**Directions for this task:** If a line in the data holds "impl", copy that line out in full.

[Stored data entries]
....

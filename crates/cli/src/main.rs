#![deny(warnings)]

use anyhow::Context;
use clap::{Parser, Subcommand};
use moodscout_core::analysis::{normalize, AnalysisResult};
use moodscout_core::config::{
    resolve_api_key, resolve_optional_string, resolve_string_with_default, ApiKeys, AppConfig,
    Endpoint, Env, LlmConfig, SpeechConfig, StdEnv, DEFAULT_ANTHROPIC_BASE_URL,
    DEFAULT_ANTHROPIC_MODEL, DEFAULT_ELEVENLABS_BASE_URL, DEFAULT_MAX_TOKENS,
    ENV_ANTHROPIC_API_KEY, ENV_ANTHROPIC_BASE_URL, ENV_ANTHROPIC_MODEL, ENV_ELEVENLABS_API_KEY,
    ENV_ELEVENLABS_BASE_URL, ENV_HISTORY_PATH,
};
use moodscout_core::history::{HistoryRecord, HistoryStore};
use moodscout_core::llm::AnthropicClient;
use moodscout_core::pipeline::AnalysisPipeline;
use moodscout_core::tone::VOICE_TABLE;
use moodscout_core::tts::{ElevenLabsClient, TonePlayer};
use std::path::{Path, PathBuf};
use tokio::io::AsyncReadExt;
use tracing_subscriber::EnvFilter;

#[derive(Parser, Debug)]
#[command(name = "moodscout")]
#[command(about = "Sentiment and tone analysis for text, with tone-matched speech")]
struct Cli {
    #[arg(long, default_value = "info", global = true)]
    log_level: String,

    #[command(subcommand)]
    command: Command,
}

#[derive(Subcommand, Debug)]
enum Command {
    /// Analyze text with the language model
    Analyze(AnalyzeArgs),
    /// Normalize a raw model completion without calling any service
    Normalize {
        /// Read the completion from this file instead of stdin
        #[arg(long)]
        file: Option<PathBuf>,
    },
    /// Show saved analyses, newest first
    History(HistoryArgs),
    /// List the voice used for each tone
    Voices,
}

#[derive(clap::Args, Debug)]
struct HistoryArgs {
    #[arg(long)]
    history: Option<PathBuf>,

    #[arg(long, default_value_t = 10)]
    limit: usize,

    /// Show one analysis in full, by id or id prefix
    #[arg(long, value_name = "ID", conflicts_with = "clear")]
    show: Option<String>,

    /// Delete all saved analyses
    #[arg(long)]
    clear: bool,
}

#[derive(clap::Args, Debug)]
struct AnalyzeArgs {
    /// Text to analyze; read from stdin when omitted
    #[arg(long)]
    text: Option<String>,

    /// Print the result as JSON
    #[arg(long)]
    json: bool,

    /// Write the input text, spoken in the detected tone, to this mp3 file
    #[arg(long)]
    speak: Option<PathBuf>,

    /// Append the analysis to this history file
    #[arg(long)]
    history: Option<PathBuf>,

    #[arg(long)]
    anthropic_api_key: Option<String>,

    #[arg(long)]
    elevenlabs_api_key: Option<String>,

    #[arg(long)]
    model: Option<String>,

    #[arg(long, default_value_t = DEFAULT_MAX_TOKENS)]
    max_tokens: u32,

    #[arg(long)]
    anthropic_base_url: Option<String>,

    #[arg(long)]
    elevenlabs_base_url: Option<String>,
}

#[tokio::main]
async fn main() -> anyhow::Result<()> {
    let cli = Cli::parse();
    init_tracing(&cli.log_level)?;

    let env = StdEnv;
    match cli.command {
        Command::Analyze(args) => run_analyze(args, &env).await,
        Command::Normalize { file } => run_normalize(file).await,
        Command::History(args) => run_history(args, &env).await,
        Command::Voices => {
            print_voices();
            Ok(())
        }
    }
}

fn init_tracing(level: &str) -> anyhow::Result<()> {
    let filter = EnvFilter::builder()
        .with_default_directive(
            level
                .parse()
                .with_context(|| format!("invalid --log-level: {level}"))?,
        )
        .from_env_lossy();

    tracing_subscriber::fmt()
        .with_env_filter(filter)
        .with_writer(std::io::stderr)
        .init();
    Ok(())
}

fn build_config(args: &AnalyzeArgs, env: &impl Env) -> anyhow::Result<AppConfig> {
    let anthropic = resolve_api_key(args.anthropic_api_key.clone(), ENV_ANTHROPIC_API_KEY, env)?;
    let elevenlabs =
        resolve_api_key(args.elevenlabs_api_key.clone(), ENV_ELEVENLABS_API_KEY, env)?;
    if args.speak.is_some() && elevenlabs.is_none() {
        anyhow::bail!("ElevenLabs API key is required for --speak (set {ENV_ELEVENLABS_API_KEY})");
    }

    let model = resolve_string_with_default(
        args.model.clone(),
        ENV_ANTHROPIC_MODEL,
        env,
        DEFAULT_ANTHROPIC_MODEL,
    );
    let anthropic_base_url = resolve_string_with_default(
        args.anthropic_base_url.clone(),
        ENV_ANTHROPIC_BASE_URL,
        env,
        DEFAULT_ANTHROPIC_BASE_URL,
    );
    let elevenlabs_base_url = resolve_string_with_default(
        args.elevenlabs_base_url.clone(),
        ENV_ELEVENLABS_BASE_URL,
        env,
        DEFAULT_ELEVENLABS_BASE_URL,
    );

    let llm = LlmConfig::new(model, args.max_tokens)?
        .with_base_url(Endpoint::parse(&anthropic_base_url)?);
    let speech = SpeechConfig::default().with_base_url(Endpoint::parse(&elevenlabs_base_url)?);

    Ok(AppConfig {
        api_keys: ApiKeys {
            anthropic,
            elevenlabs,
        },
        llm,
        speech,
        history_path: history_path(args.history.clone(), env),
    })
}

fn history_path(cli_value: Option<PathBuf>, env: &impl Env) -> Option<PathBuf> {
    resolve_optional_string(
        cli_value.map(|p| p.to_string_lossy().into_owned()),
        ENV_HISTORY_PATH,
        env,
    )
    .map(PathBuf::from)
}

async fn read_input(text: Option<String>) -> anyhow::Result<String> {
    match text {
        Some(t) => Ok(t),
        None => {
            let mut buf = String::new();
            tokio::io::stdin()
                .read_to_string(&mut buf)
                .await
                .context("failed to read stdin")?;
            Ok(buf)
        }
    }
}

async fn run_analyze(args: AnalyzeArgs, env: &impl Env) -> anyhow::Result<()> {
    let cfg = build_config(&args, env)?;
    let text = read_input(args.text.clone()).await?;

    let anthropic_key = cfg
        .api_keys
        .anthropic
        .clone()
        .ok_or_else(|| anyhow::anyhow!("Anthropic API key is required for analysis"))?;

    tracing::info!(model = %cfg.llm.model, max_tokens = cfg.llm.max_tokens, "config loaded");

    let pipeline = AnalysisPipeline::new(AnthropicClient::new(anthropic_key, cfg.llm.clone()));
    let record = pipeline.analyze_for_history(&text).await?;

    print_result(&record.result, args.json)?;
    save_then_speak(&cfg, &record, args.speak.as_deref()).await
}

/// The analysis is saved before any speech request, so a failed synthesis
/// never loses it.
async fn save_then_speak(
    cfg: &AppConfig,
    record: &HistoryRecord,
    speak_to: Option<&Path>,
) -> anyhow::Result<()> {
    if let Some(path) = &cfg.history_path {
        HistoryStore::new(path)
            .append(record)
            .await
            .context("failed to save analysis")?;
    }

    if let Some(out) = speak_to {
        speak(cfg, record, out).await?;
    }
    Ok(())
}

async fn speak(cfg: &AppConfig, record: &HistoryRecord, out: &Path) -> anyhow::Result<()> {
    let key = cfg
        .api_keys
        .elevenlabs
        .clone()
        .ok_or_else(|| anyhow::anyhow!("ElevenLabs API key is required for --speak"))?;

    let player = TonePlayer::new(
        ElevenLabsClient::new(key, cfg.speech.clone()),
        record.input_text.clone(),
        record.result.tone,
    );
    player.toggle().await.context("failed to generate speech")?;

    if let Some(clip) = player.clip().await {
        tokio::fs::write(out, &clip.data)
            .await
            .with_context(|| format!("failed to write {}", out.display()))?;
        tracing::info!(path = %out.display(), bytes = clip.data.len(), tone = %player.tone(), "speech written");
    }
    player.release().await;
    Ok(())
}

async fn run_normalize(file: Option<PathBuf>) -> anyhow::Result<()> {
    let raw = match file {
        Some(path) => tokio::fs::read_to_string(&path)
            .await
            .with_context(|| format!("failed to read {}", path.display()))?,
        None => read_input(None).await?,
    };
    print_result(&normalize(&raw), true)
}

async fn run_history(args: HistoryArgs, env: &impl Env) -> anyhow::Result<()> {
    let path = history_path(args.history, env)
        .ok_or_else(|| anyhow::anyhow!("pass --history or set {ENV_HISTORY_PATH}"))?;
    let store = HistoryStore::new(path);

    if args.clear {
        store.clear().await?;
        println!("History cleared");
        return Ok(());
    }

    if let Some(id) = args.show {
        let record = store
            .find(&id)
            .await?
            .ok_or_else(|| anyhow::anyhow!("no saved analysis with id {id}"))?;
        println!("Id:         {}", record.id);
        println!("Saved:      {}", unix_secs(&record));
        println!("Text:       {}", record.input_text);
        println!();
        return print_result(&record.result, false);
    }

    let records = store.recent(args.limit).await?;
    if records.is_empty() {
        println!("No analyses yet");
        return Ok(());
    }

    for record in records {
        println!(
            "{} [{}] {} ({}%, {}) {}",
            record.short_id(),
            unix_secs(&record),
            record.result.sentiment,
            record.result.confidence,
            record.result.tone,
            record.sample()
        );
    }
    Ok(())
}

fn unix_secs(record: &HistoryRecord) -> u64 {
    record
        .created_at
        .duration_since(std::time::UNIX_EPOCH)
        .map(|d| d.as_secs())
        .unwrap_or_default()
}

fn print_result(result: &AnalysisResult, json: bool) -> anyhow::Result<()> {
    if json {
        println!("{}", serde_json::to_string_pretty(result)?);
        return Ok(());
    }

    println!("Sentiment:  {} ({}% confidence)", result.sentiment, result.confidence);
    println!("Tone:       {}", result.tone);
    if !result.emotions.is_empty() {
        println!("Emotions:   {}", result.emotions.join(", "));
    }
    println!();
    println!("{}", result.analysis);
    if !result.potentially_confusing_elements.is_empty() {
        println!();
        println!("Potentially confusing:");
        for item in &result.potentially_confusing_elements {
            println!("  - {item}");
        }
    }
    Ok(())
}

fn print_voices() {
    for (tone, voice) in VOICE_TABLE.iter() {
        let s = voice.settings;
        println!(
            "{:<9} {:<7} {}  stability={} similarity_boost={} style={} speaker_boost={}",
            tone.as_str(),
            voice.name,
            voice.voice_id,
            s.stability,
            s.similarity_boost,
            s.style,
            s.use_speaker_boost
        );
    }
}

....

**Solution:**
fn build_config(args: &AnalyzeArgs, env: &impl Env) -> anyhow::Result<AppConfig> {
fn history_path(cli_value: Option<PathBuf>, env: &impl Env) -> Option<PathBuf> {
async fn run_analyze(args: AnalyzeArgs, env: &impl Env) -> anyhow::Result<()> {
async fn run_history(args: HistoryArgs, env: &impl Env) -> anyhow::Result<()> {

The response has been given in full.